Learning signalling pathways from single-cell RNA profiles of CRISPR perturbations

Lead Research Organisation: University of Cambridge
Department Name: Cancer Research UK Cambridge Institute

Abstract

How is information flow in the cell organised? How are outside signals transferred to the cell nucleus to turn transcriptional programs on or off? The proposed research addresses these questions by combining data from novel experimental techniques, which have only been published in the last few months, with an established computational approach pioneered by the applicant.

The novel experimental techniques use a gene editing method called CRISPR to perturb genes in a cell and then measure the gene expression response in it using single cell RNA sequencing. By using many perturbations in many cells the data give a comprehensive picture of the effects of gene perturbations and thus of what function the genes have in the cell. The data fit perfectly to a computational method the applicant has developed to infer gene interactions and pathways from the expression effects of gene perturbations.
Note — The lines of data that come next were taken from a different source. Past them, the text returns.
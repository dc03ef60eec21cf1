//! Syntax tree types for markup elements
//!
//! Nodes only carry byte spans. All text is read back from the [`Document`]
//! source, so fixes reproduce each attribute exactly as it was written.

use serde::{Deserialize, Serialize};
use std::path::{Path, PathBuf};

/// Source position in the file
#[derive(Debug, Clone, Copy, PartialEq, Eq, Default, Serialize)]
pub struct Position {
    pub line: usize,
    pub column: usize,
    pub offset: usize, // Byte offset for editing
}

impl Position {
    pub fn new(line: usize, column: usize, offset: usize) -> Self {
        Self {
            line,
            column,
            offset,
        }
    }
}

/// Half-open byte range `[start, end)` into the document source
#[derive(Debug, Clone, Copy, PartialEq, Eq, Default, Serialize, Deserialize)]
pub struct Span {
    pub start: usize,
    pub end: usize,
}

impl Span {
    pub fn new(start: usize, end: usize) -> Self {
        Self { start, end }
    }
}

/// Whether an attribute can be moved around inside its element
#[derive(Debug, Clone, Copy, PartialEq, Eq, Serialize, Deserialize)]
#[serde(rename_all = "lowercase")]
pub enum AttributeKind {
    /// `name="value"`, `name={expr}` or a bare `name`
    Plain,
    /// `{...props}`, merged at runtime
    Spread,
}

/// One entry in an element's attribute list
#[derive(Debug, Clone, PartialEq, Eq, Serialize, Deserialize)]
pub struct Attribute {
    pub kind: AttributeKind,
    #[serde(default, skip_serializing_if = "Option::is_none")]
    pub name: Option<String>,
    pub span: Span,
}

impl Attribute {
    pub fn plain(name: &str, span: Span) -> Self {
        Self {
            kind: AttributeKind::Plain,
            name: Some(name.to_string()),
            span,
        }
    }

    pub fn spread(span: Span) -> Self {
        Self {
            kind: AttributeKind::Spread,
            name: None,
            span,
        }
    }

    pub fn is_spread(&self) -> bool {
        self.kind == AttributeKind::Spread
    }

    /// Attribute name, or `None` for spreads and nameless entries
    pub fn name(&self) -> Option<&str> {
        match self.kind {
            AttributeKind::Plain => self.name.as_deref(),
            AttributeKind::Spread => None,
        }
    }

    /// Check if this attribute has a specific name
    pub fn is(&self, name: &str) -> bool {
        self.name() == Some(name)
    }

    /// Span of the attribute name, which always opens a plain attribute
    pub fn name_span(&self) -> Span {
        match self.name() {
            Some(name) => Span::new(self.span.start, (self.span.start + name.len()).min(self.span.end)),
            None => self.span,
        }
    }
}

/// A markup element (the opening tag carries the attributes)
#[derive(Debug, Clone, Default, PartialEq, Eq, Serialize, Deserialize)]
pub struct Element {
    #[serde(default, skip_serializing_if = "Option::is_none")]
    pub name: Option<String>,
    pub span: Span,
    #[serde(default)]
    pub attributes: Vec<Attribute>,
    #[serde(default, skip_serializing_if = "Vec::is_empty")]
    pub children: Vec<Element>,
}

impl Element {
    pub fn display_name(&self) -> &str {
        self.name.as_deref().unwrap_or("<anonymous>")
    }
}

/// Source text together with the elements parsed from it
#[derive(Debug, Clone, Default)]
pub struct Document {
    path: Option<PathBuf>,
    source: String,
    elements: Vec<Element>,
    line_starts: Vec<usize>,
}

impl Document {
    pub fn new(source: impl Into<String>, elements: Vec<Element>) -> Self {
        let source = source.into();
        let line_starts = std::iter::once(0)
            .chain(source.match_indices('\n').map(|(i, _)| i + 1))
            .collect();

        Self {
            path: None,
            source,
            elements,
            line_starts,
        }
    }

    pub fn with_path(mut self, path: impl Into<PathBuf>) -> Self {
        self.path = Some(path.into());
        self
    }

    /// Path of the source file, when the document was loaded from disk
    pub fn path(&self) -> Option<&Path> {
        self.path.as_deref()
    }

    pub fn source(&self) -> &str {
        &self.source
    }

    /// Top-level elements
    pub fn elements(&self) -> &[Element] {
        &self.elements
    }

    /// Returns an iterator over all elements recursively, in document order
    pub fn all_elements(&self) -> AllElements<'_> {
        AllElements::new(&self.elements)
    }

    /// Verbatim source text covered by `span`
    ///
    /// Spans are validated when a document is loaded; an invalid span yields
    /// an empty string rather than a panic.
    pub fn text(&self, span: Span) -> &str {
        self.source.get(span.start..span.end).unwrap_or_default()
    }

    /// Convert a byte offset into a 1-based line/column position
    pub fn position(&self, offset: usize) -> Position {
        let offset = offset.min(self.source.len());
        let line_idx = match self.line_starts.binary_search(&offset) {
            Ok(idx) => idx,
            Err(idx) => idx - 1,
        };
        let line_start = self.line_starts[line_idx];
        let column = self
            .source
            .get(line_start..offset)
            .map(|prefix| prefix.chars().count())
            .unwrap_or(offset - line_start);

        Position::new(line_idx + 1, column + 1, offset)
    }
}

/// Depth-first iterator over elements and their children
pub struct AllElements<'a> {
    stack: Vec<std::slice::Iter<'a, Element>>,
}

impl<'a> AllElements<'a> {
    fn new(elements: &'a [Element]) -> Self {
        Self {
            stack: vec![elements.iter()],
        }
    }
}

impl<'a> Iterator for AllElements<'a> {
    type Item = &'a Element;

    fn next(&mut self) -> Option<Self::Item> {
        while let Some(iter) = self.stack.last_mut() {
            if let Some(element) = iter.next() {
                if !element.children.is_empty() {
                    self.stack.push(element.children.iter());
                }
                return Some(element);
            }
            self.stack.pop();
        }
        None
    }
}

#[cfg(test)]
mod tests {
    use super::*;

    fn element(name: &str, children: Vec<Element>) -> Element {
        Element {
            name: Some(name.to_string()),
            children,
            ..Element::default()
        }
    }

    #[test]
    fn test_position_first_line() {
        let doc = Document::new("<A b />", vec![]);
        assert_eq!(doc.position(0), Position::new(1, 1, 0));
        assert_eq!(doc.position(3), Position::new(1, 4, 3));
    }

    #[test]
    fn test_position_later_lines() {
        let doc = Document::new("<A\n  b\n  c />", vec![]);
        assert_eq!(doc.position(5), Position::new(2, 3, 5));
        assert_eq!(doc.position(3), Position::new(2, 1, 3));
        assert_eq!(doc.position(9), Position::new(3, 3, 9));
    }

    #[test]
    fn test_position_counts_characters() {
        let doc = Document::new("<A é b />", vec![]);
        // 'é' is two bytes, 'b' starts at byte 6
        assert_eq!(doc.position(6), Position::new(1, 6, 6));
    }

    #[test]
    fn test_text_out_of_range_is_empty() {
        let doc = Document::new("<A />", vec![]);
        assert_eq!(doc.text(Span::new(1, 2)), "A");
        assert_eq!(doc.text(Span::new(3, 40)), "");
    }

    #[test]
    fn test_all_elements_depth_first() {
        let doc = Document::new(
            "",
            vec![
                element("A", vec![element("B", vec![element("C", vec![])])]),
                element("D", vec![]),
            ],
        );

        let names: Vec<_> = doc.all_elements().map(|e| e.display_name()).collect();
        assert_eq!(names, vec!["A", "B", "C", "D"]);
    }

    #[test]
    fn test_spread_has_no_name() {
        let spread = Attribute {
            kind: AttributeKind::Spread,
            name: Some("rest".to_string()),
            span: Span::new(0, 9),
        };
        assert_eq!(spread.name(), None);
        assert!(!spread.is("rest"));
        assert_eq!(spread.name_span(), Span::new(0, 9));
    }

    #[test]
    fn test_name_span() {
        let attr = Attribute::plain("templateName", Span::new(4, 24));
        assert_eq!(attr.name_span(), Span::new(4, 16));
    }
}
The method is called Nested Effects Models. Over the last 12 years the method has been very well developed and many key ideas have been introduced in different applications (where genes were perturbed differently or effects were measured differently). But the key ideas are there and can now be translated to the new data from single cell RNA seq CRISPR screens.

The goals of the project are, first, to understand the features of the new type of data better and make sure that perturbation effects can be estimated robustly. Second, to tailor NEMs to the specifics of these new data. Third, to understand which effect different experimental parameters have and thus be able to design better experiments in the future. And finally, in collaboration with leading experimental scientists, to use the methodological advances to gain new insights into biology. Two case studies will be on regulatory networks in T helper cells and on how the JAK-STAT pathway shapes epigenetic landscapes.

Technical Summary

Several recent high-impact papers introduced experimental techniques for single-cell based genetic screens to understand gene function and cellular signalling pathways. These techniques combine single-cell RNA sequencing (scRNA-seq) and clustered regularly interspaced short palindromic repeats (CRISPR)-based perturbations to massively scale up the resolution and scope of previous genetic screening technologies. In a first step, CRISPR vectors deliver guide RNAs (gRNAs) targeted at particular genes to a pool of cells or to one well of an array. In a second step, the cells carrying the different perturbations are then RNA sequenced to measure transcriptional effects of the perturbations, which provides information on gene function and pathway activity. The technology is flexible and will most likely soon be used very widely across molecular biology. As these technologies are brand-new, tailored computational analysis of these data is lagging behind experimental advances.

Here I propose a machine learning approach to efficiently analyse scRNA-seq CRISPR screens and infer gene interaction networks and pathways of information flow in the cell. Our approach is based on an established machine learning method called Nested Effect Models (NEMs), which has been pioneered by the applicant. NEMs are built on inferring subset relations and thus are complementary to other graphical models like Bayesian networks and Gaussian graphical models. Over the last twelve years NEMs have been refined, extended, and applied by a world-wide community of independent groups, and now there exists a substantial body of methodological developments and experience in applications, which we propose to leverage for the analysis of scRNA-seq CRISPR screens. Working with leading developers of scRNA-seq CRISPR screens, we will use our methodological advances to optimise the study design of future screens and showcase the power of our approach in collaborative case studies.

Planned Impact

This proposal integrates cutting-edge experimental techniques (single cell genomics, CRISPR) with a powerful machine learning approach (Nested Effects Models). It uses novel experimental techniques and innovative computational analyses in an inter-disciplinary approach. Thus, a key group of beneficiaries are academic researchers and this proposal contributes to worldwide academic enhancement.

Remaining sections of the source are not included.